Comparison of high-M and high-G alginate macro-carriers: Effects on bioavailability and growth dynamics in agricultural soil treatments

Alginate-based carriers are widely used in agriculture for the controlled release of nutrients, pesticides, and bioactive compounds. This study provides a holistic assessment of alginate carrier performance in soil by integrating physicochemical, microbiological, and ecological assays in soil. Two formulations were tested high-G (high proportion of guluronic acid) and high-M (high proportion of mannuronic acid) alginate macro-carriers. The carriers were prepared as freeze-dried beads, representing a form suitable for long-term storage and practical field application.
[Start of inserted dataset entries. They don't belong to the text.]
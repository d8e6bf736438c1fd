//! OpenAI-compatible speech client.
//!
//! Transcription posts a multipart upload to `/audio/transcriptions`;
//! synthesis posts JSON to `/audio/speech` and receives MP3 bytes.

use std::time::Duration;

use async_trait::async_trait;
use histochat_core::config::VoiceConfig;
use reqwest::multipart::{Form, Part};
use serde_json::{json, Value};
use tracing::{debug, info};

use crate::error::VoiceError;
use crate::{check_upload, AudioFormat, SpeechToText, SynthesizedSpeech, TextToSpeech, Transcription};

#[derive(Debug, Clone)]
pub struct OpenAiSpeechClient {
    client: reqwest::Client,
    base_url: String,
    api_key: Option<String>,
    stt_model: String,
    tts_model: String,
    voice: String,
    language: String,
}

impl OpenAiSpeechClient {
    pub fn new(
        config: &VoiceConfig,
        api_key: Option<String>,
        timeout: Duration,
    ) -> Result<Self, VoiceError> {
        let client = reqwest::Client::builder()
            .timeout(timeout)
            .build()
            .map_err(|e| VoiceError::Config(format!("HTTP client: {}", e)))?;
        Ok(Self {
            client,
            base_url: config.api_base.trim_end_matches('/').to_string(),
            api_key,
            stt_model: config.stt_model.clone(),
            tts_model: config.tts_model.clone(),
            voice: config.tts_voice.clone(),
            language: config.language.clone(),
        })
    }

    fn speech_body(&self, text: &str) -> Value {
        json!({
            "model": self.tts_model,
            "input": text,
            "voice": self.voice,
            "response_format": AudioFormat::Mp3.extension(),
        })
    }

    fn authorized(&self, request: reqwest::RequestBuilder) -> reqwest::RequestBuilder {
        match &self.api_key {
            Some(key) => request.bearer_auth(key),
            None => request,
        }
    }
}

#[async_trait]
impl SpeechToText for OpenAiSpeechClient {
    fn name(&self) -> &str {
        "openai"
    }

    async fn transcribe(&self, audio: &[u8], mime: &str) -> Result<Transcription, VoiceError> {
        let extension = check_upload(audio, mime)?;

        let part = Part::bytes(audio.to_vec())
            .file_name(format!("speech.{}", extension))
            .mime_str(mime)
            .map_err(|e| VoiceError::UnsupportedFormat(format!("{}: {}", mime, e)))?;
        let form = Form::new()
            .part("file", part)
            .text("model", self.stt_model.clone())
            .text("language", self.language.clone())
            .text("response_format", "json");

        let response = self
            .authorized(
                self.client
                    .post(format!("{}/audio/transcriptions", self.base_url)),
            )
            .multipart(form)
            .send()
            .await
            .map_err(|e| VoiceError::Transcription(format!("request failed: {}", e)))?;
        if !response.status().is_success() {
            let status = response.status();
            let text = response.text().await.unwrap_or_default();
            return Err(VoiceError::Transcription(format!("HTTP {}: {}", status, text)));
        }

        let value: Value = response
            .json()
            .await
            .map_err(|e| VoiceError::Transcription(format!("invalid response body: {}", e)))?;
        let text = value["text"]
            .as_str()
            .ok_or_else(|| VoiceError::Transcription("response has no text".to_string()))?
            .trim()
            .to_string();

        info!(bytes = audio.len(), text_len = text.len(), "Transcription complete");
        Ok(Transcription {
            text,
            language: self.language.clone(),
        })
    }
}

#[async_trait]
impl TextToSpeech for OpenAiSpeechClient {
    fn name(&self) -> &str {
        "openai"
    }

    async fn synthesize(&self, text: &str) -> Result<SynthesizedSpeech, VoiceError> {
        if text.trim().is_empty() {
            return Err(VoiceError::Synthesis("cannot synthesize empty text".to_string()));
        }

        let response = self
            .authorized(self.client.post(format!("{}/audio/speech", self.base_url)))
            .json(&self.speech_body(text))
            .send()
            .await
            .map_err(|e| VoiceError::Synthesis(format!("request failed: {}", e)))?;
        if !response.status().is_success() {
            let status = response.status();
            let body = response.text().await.unwrap_or_default();
            return Err(VoiceError::Synthesis(format!("HTTP {}: {}", status, body)));
        }

        let bytes = response
            .bytes()
            .await
            .map_err(|e| VoiceError::Synthesis(format!("failed to read audio: {}", e)))?;
        if bytes.is_empty() {
            return Err(VoiceError::Synthesis("empty audio response".to_string()));
        }
        debug!(bytes = bytes.len(), voice = %self.voice, "Speech synthesized");
        Ok(SynthesizedSpeech {
            bytes: bytes.to_vec(),
            format: AudioFormat::Mp3,
        })
    }
}
//! Per-request storage for synthesized speech.
//!
//! Every synthesis gets its own `<uuid>.<ext>` file, so concurrent voice
//! interactions never read each other's audio. Files stay downloadable for
//! the configured TTL and are removed by [`AudioStore::purge_expired`].
//! Opening a store adopts speech files left by an earlier process.

use std::collections::HashMap;
use std::path::{Path, PathBuf};
use std::sync::Mutex;
use std::time::Duration;

use chrono::{DateTime, Utc};
use serde::Serialize;
use tracing::{debug, info, warn};
use uuid::Uuid;

use crate::error::VoiceError;
use crate::{AudioFormat, SynthesizedSpeech};

/// Descriptor of a stored speech file.
#[derive(Debug, Clone, PartialEq, Serialize)]
pub struct AudioArtifact {
    pub id: Uuid,
    pub format: AudioFormat,
    pub mime: &'static str,
    pub size: usize,
    pub created_at: DateTime<Utc>,
    #[serde(skip)]
    pub path: PathBuf,
}

impl AudioArtifact {
    /// File name offered to the browser, e.g. `speech.mp3`.
    pub fn download_name(&self) -> String {
        format!("speech.{}", self.format.extension())
    }
}

pub struct AudioStore {
    dir: PathBuf,
    ttl: chrono::Duration,
    artifacts: Mutex<HashMap<Uuid, AudioArtifact>>,
}

impl AudioStore {
    /// Open (creating if needed) the audio directory.
    pub async fn open(dir: impl Into<PathBuf>, ttl: Duration) -> Result<Self, VoiceError> {
        let dir = dir.into();
        tokio::fs::create_dir_all(&dir).await.map_err(|e| {
            VoiceError::Storage(format!("failed to create {}: {}", dir.display(), e))
        })?;
        let ttl = chrono::Duration::from_std(ttl)
            .map_err(|e| VoiceError::Config(format!("audio TTL out of range: {}", e)))?;
        let artifacts = scan_existing(&dir).await?;
        info!(
            dir = %dir.display(),
            ttl_secs = ttl.num_seconds(),
            adopted = artifacts.len(),
            "Audio store ready"
        );
        Ok(Self {
            dir,
            ttl,
            artifacts: Mutex::new(artifacts),
        })
    }

    pub fn dir(&self) -> &Path {
        &self.dir
    }

    pub fn len(&self) -> usize {
        self.lock().len()
    }

    pub fn is_empty(&self) -> bool {
        self.len() == 0
    }

    fn lock(&self) -> std::sync::MutexGuard<'_, HashMap<Uuid, AudioArtifact>> {
        // A poisoned map is still consistent: entries are inserted whole.
        self.artifacts
            .lock()
            .unwrap_or_else(|poisoned| poisoned.into_inner())
    }

    /// Write `speech` to a fresh file and register it.
    pub async fn save(&self, speech: &SynthesizedSpeech) -> Result<AudioArtifact, VoiceError> {
        let id = Uuid::new_v4();
        let path = self
            .dir
            .join(format!("{}.{}", id, speech.format.extension()));
        tokio::fs::write(&path, &speech.bytes).await.map_err(|e| {
            VoiceError::Storage(format!("failed to write {}: {}", path.display(), e))
        })?;

        let artifact = AudioArtifact {
            id,
            format: speech.format,
            mime: speech.format.mime(),
            size: speech.bytes.len(),
            created_at: Utc::now(),
            path,
        };
        self.lock().insert(id, artifact.clone());
        debug!(%id, size = artifact.size, "Stored audio artifact");
        Ok(artifact)
    }

    /// Descriptor and bytes of a stored, unexpired artifact.
    pub async fn load(&self, id: Uuid) -> Result<(AudioArtifact, Vec<u8>), VoiceError> {
        let artifact = self
            .lock()
            .get(&id)
            .filter(|a| !self.is_expired(a, Utc::now()))
            .cloned()
            .ok_or(VoiceError::NotFound(id))?;
        let bytes = match tokio::fs::read(&artifact.path).await {
            Ok(bytes) => bytes,
            Err(e) if e.kind() == std::io::ErrorKind::NotFound => {
                self.lock().remove(&id);
                return Err(VoiceError::NotFound(id));
            }
            Err(e) => return Err(VoiceError::Io(e)),
        };
        Ok((artifact, bytes))
    }

    fn is_expired(&self, artifact: &AudioArtifact, now: DateTime<Utc>) -> bool {
        artifact.created_at + self.ttl <= now
    }

    /// Delete artifacts older than the TTL. Returns how many were removed.
    pub async fn purge_expired(&self) -> Result<usize, VoiceError> {
        let now = Utc::now();
        let expired: Vec<AudioArtifact> = {
            let mut map = self.lock();
            let ids: Vec<Uuid> = map
                .values()
                .filter(|a| self.is_expired(a, now))
                .map(|a| a.id)
                .collect();
            ids.iter().filter_map(|id| map.remove(id)).collect()
        };

        for artifact in &expired {
            if let Err(e) = tokio::fs::remove_file(&artifact.path).await {
                if e.kind() != std::io::ErrorKind::NotFound {
                    warn!(id = %artifact.id, error = %e, "Failed to delete expired audio");
                }
            }
        }
        if !expired.is_empty() {
            info!(removed = expired.len(), "Purged expired audio artifacts");
        }
        Ok(expired.len())
    }
}

/// Register speech files left in `dir` by an earlier process, dated by their
/// modification time, so the TTL sweep covers them too. Other files are
/// ignored.
async fn scan_existing(dir: &Path) -> Result<HashMap<Uuid, AudioArtifact>, VoiceError> {
    let storage = |e: std::io::Error| {
        VoiceError::Storage(format!("failed to scan {}: {}", dir.display(), e))
    };
    let mut found = HashMap::new();
    let mut entries = tokio::fs::read_dir(dir).await.map_err(storage)?;
    while let Some(entry) = entries.next_entry().await.map_err(storage)? {
        let path = entry.path();
        let format = match path.extension().and_then(|e| e.to_str()) {
            Some("mp3") => AudioFormat::Mp3,
            Some("wav") => AudioFormat::Wav,
            _ => continue,
        };
        let Some(id) = path
            .file_stem()
            .and_then(|s| s.to_str())
            .and_then(|s| Uuid::parse_str(s).ok())
        else {
            continue;
        };
        let metadata = match entry.metadata().await {
            Ok(m) if m.is_file() => m,
            _ => continue,
        };
        let created_at = metadata
            .modified()
            .map(DateTime::<Utc>::from)
            .unwrap_or_else(|_| Utc::now());
        found.insert(
            id,
            AudioArtifact {
                id,
                format,
                mime: format.mime(),
                size: metadata.len() as usize,
                created_at,
                path,
            },
        );
    }
    Ok(found)
}

#[cfg(test)]
mod tests {
    use super::*;

    fn speech(bytes: &[u8]) -> SynthesizedSpeech {
        SynthesizedSpeech {
            bytes: bytes.to_vec(),
            format: AudioFormat::Mp3,
        }
    }

    #[tokio::test]
    async fn test_open_creates_directory() {
        let tmp = tempfile::tempdir().unwrap();
        let dir = tmp.path().join("nested").join("audio");
        let store = AudioStore::open(&dir, Duration::from_secs(60)).await.unwrap();
        assert!(dir.is_dir());
        assert_eq!(store.dir(), dir.as_path());
        assert!(store.is_empty());
    }

    #[tokio::test]
    async fn test_save_uses_unique_files() {
        let tmp = tempfile::tempdir().unwrap();
        let store = AudioStore::open(tmp.path(), Duration::from_secs(60)).await.unwrap();
        let a = store.save(&speech(b"first")).await.unwrap();
        let b = store.save(&speech(b"second")).await.unwrap();

        assert_ne!(a.id, b.id);
        assert_ne!(a.path, b.path);
        assert!(a.path.exists() && b.path.exists());
        assert_eq!(a.download_name(), "speech.mp3");
        assert_eq!(a.mime, "audio/mpeg");
        assert_eq!(store.len(), 2);

        let (_, first) = store.load(a.id).await.unwrap();
        let (meta, second) = store.load(b.id).await.unwrap();
        assert_eq!(first, b"first");
        assert_eq!(second, b"second");
        assert_eq!(meta.size, 6);
    }

    #[tokio::test]
    async fn test_load_unknown_id() {
        let tmp = tempfile::tempdir().unwrap();
        let store = AudioStore::open(tmp.path(), Duration::from_secs(60)).await.unwrap();
        let id = Uuid::new_v4();
        assert!(matches!(store.load(id).await, Err(VoiceError::NotFound(x)) if x == id));
    }

    #[tokio::test]
    async fn test_load_missing_file_is_not_found() {
        let tmp = tempfile::tempdir().unwrap();
        let store = AudioStore::open(tmp.path(), Duration::from_secs(60)).await.unwrap();
        let artifact = store.save(&speech(b"x")).await.unwrap();
        std::fs::remove_file(&artifact.path).unwrap();
        assert!(matches!(store.load(artifact.id).await, Err(VoiceError::NotFound(_))));
        assert!(store.is_empty());
    }

    #[tokio::test]
    async fn test_purge_expired_removes_files() {
        let tmp = tempfile::tempdir().unwrap();
        let store = AudioStore::open(tmp.path(), Duration::ZERO).await.unwrap();
        let artifact = store.save(&speech(b"old")).await.unwrap();

        assert_eq!(store.purge_expired().await.unwrap(), 1);
        assert!(!artifact.path.exists());
        assert!(store.is_empty());
        assert!(matches!(store.load(artifact.id).await, Err(VoiceError::NotFound(_))));
    }

    #[tokio::test]
    async fn test_purge_keeps_fresh_artifacts() {
        let tmp = tempfile::tempdir().unwrap();
        let store = AudioStore::open(tmp.path(), Duration::from_secs(1800)).await.unwrap();
        store.save(&speech(b"fresh")).await.unwrap();
        assert_eq!(store.purge_expired().await.unwrap(), 0);
        assert_eq!(store.len(), 1);
    }

    #[tokio::test]
    async fn test_reopen_purges_files_from_previous_run() {
        let tmp = tempfile::tempdir().unwrap();
        let old = {
            let store = AudioStore::open(tmp.path(), Duration::ZERO).await.unwrap();
            store.save(&speech(b"left behind")).await.unwrap()
        };
        std::fs::write(tmp.path().join("notes.txt"), b"keep").unwrap();

        let store = AudioStore::open(tmp.path(), Duration::ZERO).await.unwrap();
        assert_eq!(store.len(), 1);
        assert_eq!(store.purge_expired().await.unwrap(), 1);
        assert!(!old.path.exists());
        assert!(tmp.path().join("notes.txt").exists());
    }

    #[tokio::test]
    async fn test_reopen_keeps_fresh_files_downloadable() {
        let tmp = tempfile::tempdir().unwrap();
        let old = {
            let store = AudioStore::open(tmp.path(), Duration::from_secs(1800)).await.unwrap();
            store
                .save(&SynthesizedSpeech {
                    bytes: b"RIFF".to_vec(),
                    format: AudioFormat::Wav,
                })
                .await
                .unwrap()
        };

        let store = AudioStore::open(tmp.path(), Duration::from_secs(1800)).await.unwrap();
        assert_eq!(store.purge_expired().await.unwrap(), 0);
        let (artifact, bytes) = store.load(old.id).await.unwrap();
        assert_eq!(artifact.format, AudioFormat::Wav);
        assert_eq!(artifact.size, 4);
        assert_eq!(bytes, b"RIFF");
    }

    #[test]
    fn test_artifact_serializes_without_path() {
        let artifact = AudioArtifact {
            id: Uuid::nil(),
            format: AudioFormat::Wav,
            mime: AudioFormat::Wav.mime(),
            size: 44,
            created_at: Utc::now(),
            path: PathBuf::from("/tmp/secret/location.wav"),
        };
        let json = serde_json::to_value(&artifact).unwrap();
        assert_eq!(json["format"], "wav");
        assert_eq!(json["mime"], "audio/wav");
        assert!(json.get("path").is_none());
    }
}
High-G alginate, characterized by stronger crosslinking, exhibited slower degradation and sustained nutrient release, whereas high-M alginate degraded more rapidly, allowing for faster bioavailability. Soil respiration analysis indicated that microbial activity was initially lower for high-G alginate but increased over time, ultimately surpassing high-M degradation rates. Physicochemical characterization revealed that high-G alginate beads retained more water and exhibited higher mechanical strength compared to high-M alginate beads. ICP analysis showed that high-M alginate retained more free calcium in solution and within formed beads, affecting mineral composition. Growth interference tests with lettuce indicated that high-M alginate exhibited slightly greater negative effects on root and shoot development at 30 days but lower negative effects on plant development at 70 days compared to high-G alginate. Additionally, VOC emissions analysis showed no substantial differences between the two alginate types, though key degradation markers were identified. These findings highlight the importance of considering alginate composition and degradation behavior to optimize its use in agricultural applications while minimizing unintended environmental effects.